These controls tend to break down in highly integrated multi-cloud environments because each platform still logs and enforces policy in isolation, making chained actions difficult to detect in real time.
Common Variations and Edge Cases
Tighter tool-level control often increases operational overhead, requiring organisations to balance stronger containment against slower automation and more complex policy maintenance. That tradeoff is real, and there is no universal standard for it yet.
One edge case is delegated delegation, where an agent does not hold the final privilege directly but can trigger another system that does. Another is prompt-to-tool escalation, where a benign-looking request causes the agent to pivot into higher-risk systems through a sequence of approved APIs. In both cases, the problem is not one tool call but the chain.

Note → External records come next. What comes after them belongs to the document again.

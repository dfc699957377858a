//! Lazy field groups: the populate-together unit of the domain model.

use std::future::Future;
use std::sync::Arc;

use cadenza_core::{Error, Result};
use tokio::sync::Mutex;

enum GroupState<T> {
    Unfetched,
    Populated(Arc<T>),
    Failed(Error),
}

/// A set of entity fields that one fetch populates atomically.
///
/// The lock is held across the fetch, so "fetching" is a real state: a
/// second caller for the same group parks on the mutex and wakes to find
/// the group populated or failed — never to start a redundant fetch. A
/// failed group stores its error and replays it on every later access; no
/// automatic retry.
pub(crate) struct FieldGroup<T> {
    state: Mutex<GroupState<T>>,
}

impl<T> FieldGroup<T> {
    pub(crate) fn new() -> Self {
        Self {
            state: Mutex::new(GroupState::Unfetched),
        }
    }

    /// The cached value, fetching it first if this is the group's first
    /// access.
    pub(crate) async fn get_or_fetch<F, Fut>(&self, fetch: F) -> Result<Arc<T>>
    where
        F: FnOnce() -> Fut,
        Fut: Future<Output = Result<T>>,
    {
        let mut state = self.state.lock().await;
        match &*state {
            GroupState::Populated(value) => Ok(Arc::clone(value)),
            GroupState::Failed(error) => Err(error.clone()),
            GroupState::Unfetched => match fetch().await {
                Ok(value) => {
                    let value = Arc::new(value);
                    *state = GroupState::Populated(Arc::clone(&value));
                    Ok(value)
                }
                Err(error) => {
                    *state = GroupState::Failed(error.clone());
                    Err(error)
                }
            },
        }
    }
}

#[cfg(test)]
#[allow(clippy::unwrap_used)]
mod tests {
    use std::sync::atomic::{AtomicU32, Ordering};

    use super::*;

    #[tokio::test]
    async fn test_fetches_once_then_caches() {
        let group = FieldGroup::new();
        let calls = AtomicU32::new(0);

        for _ in 0..3 {
            let value = group
                .get_or_fetch(|| async {
                    calls.fetch_add(1, Ordering::SeqCst);
                    Ok(42)
                })
                .await
                .unwrap();
            assert_eq!(*value, 42);
        }
        assert_eq!(calls.load(Ordering::SeqCst), 1);
    }

    #[tokio::test]
    async fn test_failure_is_stored_and_replayed() {
        let group: FieldGroup<i32> = FieldGroup::new();
        let calls = AtomicU32::new(0);

        for _ in 0..3 {
            let err = group
                .get_or_fetch(|| async {
                    calls.fetch_add(1, Ordering::SeqCst);
                    Err(Error::usage("boom"))
                })
                .await
                .unwrap_err();
            assert!(err.is_usage());
        }
        // The failed fetch ran once; later accesses replay the error.
        assert_eq!(calls.load(Ordering::SeqCst), 1);
    }

    #[tokio::test]
    async fn test_concurrent_access_fetches_once() {
        let group = Arc::new(FieldGroup::new());
        let calls = Arc::new(AtomicU32::new(0));

        let mut handles = Vec::new();
        for _ in 0..8 {
            let group = Arc::clone(&group);
            let calls = Arc::clone(&calls);
            handles.push(tokio::spawn(async move {
                let value = group
                    .get_or_fetch(|| async {
                        calls.fetch_add(1, Ordering::SeqCst);
                        tokio::task::yield_now().await;
                        Ok("shared".to_string())
                    })
                    .await
                    .unwrap();
                assert_eq!(*value, "shared");
            }));
        }
        for handle in handles {
            handle.await.unwrap();
        }
        assert_eq!(calls.load(Ordering::SeqCst), 1);
    }
}
//! Plain records and value types shared across the client.
//!
//! These are the outputs of the entity extractors and the payloads cached
//! by the lazy field groups. They carry no behavior beyond small helpers
//! and perform no I/O.

mod album;
mod artist;
mod common;
mod genre;
mod track;

pub use album::{AlbumPage, AlbumSummary};
pub use artist::{ArtistPage, ArtistRef};
pub use common::{AlbumCounters, ImageRef, PathSegment};
pub use genre::Genre;
pub use track::TrackRecord;
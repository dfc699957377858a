//! # cadenza-core
//!
//! Core records, value types, and error handling for the cadenza
//! music-store catalog client.

pub mod error;
pub mod types;

pub use error::{DecodeError, Error, ExtractionError, Result};
pub use types::*;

Best practice is evolving toward segmented trust zones, explicit approval gates for high-impact actions, and revocation rules tied to task completion rather than session duration. Where agents operate across vendors, teams should assume visibility will be incomplete unless they deliberately unify logs, identities, and policy decisions. The State of Secrets in AppSec research is a reminder that fragmentation is already common in secrets management, and chainable agents amplify that weakness.
This guidance breaks down most sharply in environments that still rely on long-lived shared secrets and unmanaged third-party connectors, because chained access can continue even after the initiating context is gone.
Standards & Framework Alignment
This section maps relevant standards and security frameworks to the operational risks and controls described in this guidance.
OWASP Agentic AI Top 10 and CSA MAESTRO address the attack and risk surface, while NIST AI RMF set the governance and control requirements practitioners need to meet.
| Framework | Control / Reference | Relevance |
|---|---|---|
| OWASP Agentic AI Top 10 | A03 | Covers tool misuse and chained action risk in agentic workflows. |
| CSA MAESTRO | TMS-02 | Directly addresses multi-agent and multi-tool trust boundary failures. |
| NIST AI RMF | GOVERN | Supports governance for autonomous systems that span multiple services. |
Assign ownership, logging, and policy oversight across the full agent workflow.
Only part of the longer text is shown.